One of AskWP’s core features is its approach to finding answers on your site. AskWP uses two modes depending on your LLM provider: agentic search for providers with tool support, and traditional keyword-based RAG as a fallback. Here is how both work under the hood.
The Problem with Vanilla LLMs
Large language models are trained on vast amounts of internet text, but they know nothing about your specific business, products, or services. If you connect a raw LLM API to your website, it will answer questions confidently — but the answers may be wrong, outdated, or completely fabricated. This is the hallucination problem.
Agentic Search
When using a provider with tool support (OpenAI, Anthropic, or OpenRouter), AskWP injects a compact index of all your published pages and posts into the system prompt — titles, paths, types, and dates. The AI then uses two built-in tools to find answers:
- search_website — Searches your WordPress content by keyword
- get_page — Reads the full rendered content of any page
This means the AI actively decides what to look up. It can review the site index, search for a topic, read a page, search again if needed, and read another page — all before composing its answer. Up to 6 rounds of tool use are supported per conversation turn, allowing complex multi-hop queries.
The result: answers grounded in your actual content, with the AI acting as a researcher rather than a guesser.
Fallback RAG
For providers without tool support (like Ollama), AskWP falls back to traditional keyword-based retrieval-augmented generation:
- Keyword extraction — AskWP extracts meaningful keywords from the visitor’s latest message, filtering out stop words and very short terms
- WordPress search — The keywords are used to query WordPress’s built-in search across your configured post types (pages, posts, products, etc.)

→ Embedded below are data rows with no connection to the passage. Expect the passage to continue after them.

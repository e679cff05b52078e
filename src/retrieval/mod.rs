//! Query → candidate node retrieval by noun-phrase overlap with node names

mod chunker;

pub use chunker::{LexiconChunker, TextChunker};

use std::sync::Arc;

use crate::graph::GraphStore;

/// Scores every node by how many query phrases occur in its name
pub struct NodeRetriever {
    chunker: Arc<dyn TextChunker>,
}

impl Default for NodeRetriever {
    fn default() -> Self {
        Self::new(Arc::new(LexiconChunker))
    }
}

impl NodeRetriever {
    pub fn new(chunker: Arc<dyn TextChunker>) -> Self {
        Self { chunker }
    }

    /// Candidate node ids, best first
    ///
    /// Phrases are not deduplicated, so a phrase repeated in the query counts
    /// twice. Equal scores keep graph enumeration order.
    pub fn retrieve(&self, store: &GraphStore, query: &str) -> Vec<String> {
        let phrases: Vec<String> = self
            .chunker
            .noun_phrases(query)
            .into_iter()
            .map(|p| p.to_lowercase())
            .collect();
        log::debug!("Extracted phrases {:?} from query", phrases);
        if phrases.is_empty() {
            return Vec::new();
        }

        let mut scored: Vec<(&str, usize)> = store
            .nodes()
            .filter_map(|node| {
                let name = node.name.to_lowercase();
                let score = phrases.iter().filter(|p| name.contains(p.as_str())).count();
                (score > 0).then_some((node.identifier.as_str(), score))
            })
            .collect();

        // sort_by is stable: ties stay in enumeration order
        scored.sort_by(|a, b| b.1.cmp(&a.1));

        log::info!("Retrieved {} candidate nodes", scored.len());
        scored.into_iter().map(|(id, _)| id.to_string()).collect()
    }
}

#[cfg(test)]
mod tests {
    use super::*;
    use crate::graph::GraphDocument;
    use crate::test_support::FixedChunker;

    fn store() -> GraphStore {
        let doc = GraphDocument::from_json(
            r#"{"nodes":[
                {"identifier":"c1","kind":"Compound","name":"Metformin"},
                {"identifier":"d1","kind":"Disease","name":"Parkinson's disease"},
                {"identifier":"d2","kind":"Disease","name":"Alzheimer's disease"},
                {"identifier":"g1","kind":"Gene","name":"PPARG"}
            ],"edges":[]}"#,
        )
        .unwrap();
        GraphStore::load(doc).unwrap()
    }

    #[test]
    fn test_retrieve_end_to_end_query() {
        let retriever = NodeRetriever::default();
        let ids = retriever.retrieve(&store(), "How does metformin affect Parkinson's disease?");
        assert_eq!(ids, vec!["c1", "d1"]);
    }

    #[test]
    fn test_ties_keep_enumeration_order() {
        let retriever = NodeRetriever::new(Arc::new(FixedChunker::new(&["disease"])));
        let ids = retriever.retrieve(&store(), "ignored");
        assert_eq!(ids, vec!["d1", "d2"]);
    }

    #[test]
    fn test_higher_score_first_and_duplicates_count() {
        let retriever = NodeRetriever::new(Arc::new(FixedChunker::new(&[
            "disease",
            "alzheimer",
            "metformin",
            "metformin",
        ])));
        let ids = retriever.retrieve(&store(), "ignored");
        // d2: 2, c1: 2 (repeated phrase), d1: 1
        assert_eq!(ids, vec!["c1", "d2", "d1"]);
    }

    #[test]
    fn test_no_match_is_empty() {
        let retriever = NodeRetriever::default();
        assert!(retriever.retrieve(&store(), "What is quantum chromodynamics?").is_empty());
        assert!(retriever.retrieve(&store(), "").is_empty());
    }

    #[test]
    fn test_phrases_are_lowercased() {
        let retriever = NodeRetriever::new(Arc::new(FixedChunker::new(&["PPARG"])));
        assert_eq!(retriever.retrieve(&store(), "ignored"), vec!["g1"]);
    }
}
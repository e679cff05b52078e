use anyhow::{Context, Result};
use clap::{Parser, Subcommand};
use kgqa::config::DescriptionsConfig;
use kgqa::enrich::{DescriptionEnricher, DescriptionTable, TableKind};
use kgqa::paths::PathFinder;
use kgqa::pipeline::discover_paths;
use kgqa::retrieval::NodeRetriever;
use kgqa::synth::render_path;
use kgqa::{Config, GraphStore, Pipeline, Services};
use std::path::{Path, PathBuf};

#[derive(Parser, Debug)]
#[command(name = "kgqa")]
#[command(about = "Answer questions from paths in a biomedical knowledge graph")]
#[command(version)]
struct Cli {
    /// Config file (defaults to $KGQA_CONFIG, then ./config.toml)
    #[arg(long, global = true)]
    config: Option<PathBuf>,

    /// Graph document overriding kgqa.graph_path
    #[arg(long, global = true)]
    graph: Option<PathBuf>,

    /// Path budget overriding retrieval.max_paths
    #[arg(long, global = true)]
    max_paths: Option<usize>,

    #[command(subcommand)]
    command: Command,
}

#[derive(Subcommand, Debug)]
enum Command {
    /// Run the full pipeline and print the answer
    Ask { query: String },
    /// Print the connecting paths without calling any external service
    Paths { query: String },
    /// Print the refined description of one node
    Describe { node_id: String },
}

fn load_config(cli: &Cli) -> Result<Config> {
    let mut config = match &cli.config {
        Some(path) => {
            let _ = dotenv::dotenv();
            Config::load_from(path)?
        }
        None if std::env::var_os("KGQA_CONFIG").is_none() && !Path::new("config.toml").exists() => {
            let _ = dotenv::dotenv();
            Config::default()
        }
        None => Config::load()?,
    };

    if let Some(graph) = &cli.graph {
        config.kgqa.graph_path = graph.clone();
    }
    if let Some(max_paths) = cli.max_paths {
        config.retrieval.max_paths = max_paths;
    }
    config.validate()?;
    Ok(config)
}

fn load_store(config: &Config) -> Result<GraphStore> {
    let path = config.graph_path();
    GraphStore::load_path(path).with_context(|| format!("Failed to load graph from {}", path.display()))
}

fn build_enricher(services: Services, config: &Config) -> Result<DescriptionEnricher> {
    let DescriptionsConfig { seeded_csv, refined_csv } = &config.descriptions;
    let mut enricher = DescriptionEnricher::new(services).with_page_cache_capacity(config.fetch.page_cache_capacity);

    if let Some(path) = seeded_csv {
        let table = DescriptionTable::from_path(path, TableKind::Seeded)
            .with_context(|| format!("Failed to read seeded descriptions {}", path.display()))?;
        enricher = enricher.with_seeded(table);
    }
    if let Some(path) = refined_csv {
        let table = DescriptionTable::from_path(path, TableKind::Refined)
            .with_context(|| format!("Failed to read refined descriptions {}", path.display()))?;
        enricher = enricher.with_refined(table);
    }

    Ok(enricher)
}

#[tokio::main]
async fn main() -> Result<()> {
    let cli = Cli::parse();
    let config = load_config(&cli)?;

    env_logger::Builder::from_env(
        env_logger::Env::default()
            .filter_or("RUST_LOG", config.kgqa.log_level.as_str())
    ).init();

    log::info!("Starting kgqa v{}", env!("CARGO_PKG_VERSION"));
    let store = load_store(&config)?;

    match &cli.command {
        Command::Paths { query } => {
            let finder = PathFinder::new(config.retrieval.max_paths);
            match discover_paths(&store, &NodeRetriever::default(), &finder, query) {
                Ok(paths) => {
                    for (i, path) in paths.iter().enumerate() {
                        println!("Path {}: {}", i + 1, render_path(&store, path));
                    }
                }
                Err(outcome) => println!("{}", outcome),
            }
        }
        Command::Describe { node_id } => {
            let services = Services::from_config(&config)?;
            let enricher = build_enricher(services, &config)?;
            let description = enricher.describe(&store, node_id).await?;
            println!("{}", description);
        }
        Command::Ask { query } => {
            let services = Services::from_config(&config)?;
            let enricher = build_enricher(services.clone(), &config)?;
            let pipeline = Pipeline::new(store, services)
                .with_path_finder(PathFinder::new(config.retrieval.max_paths))
                .with_enricher(enricher)
                .with_descriptions_in_prompt(config.synthesis.include_descriptions);

            let outcome = pipeline.answer(query).await?;
            println!("{}", outcome);
        }
    }

    Ok(())
}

- FAQ matching — The keywords are also matched against FAQ entries you have defined in the admin panel
- Ranking — Search results are ranked by the number of keyword hits in the title and content
- Snippet extraction — The top results are trimmed to focused snippets around the matching keywords
- Context assembly — The current page context, search snippets, and FAQ matches are assembled into a structured context block
- Prompt injection — The context block is appended to the system prompt, giving the AI access to your content
Configuring Search Behavior
The RAG tab in the admin panel lets you control:
- Max search results — How many WordPress search results to include in fallback mode (default: 4)
- Max FAQ matches — How many FAQ entries to include (default: 2)
- Post types — Which content types to search (pages, posts, custom types)
- Snippet length — How many characters per search result snippet in fallback mode (default: 300)
In agentic mode, the AI controls its own search depth — these settings primarily affect the fallback RAG pipeline for providers without tool support.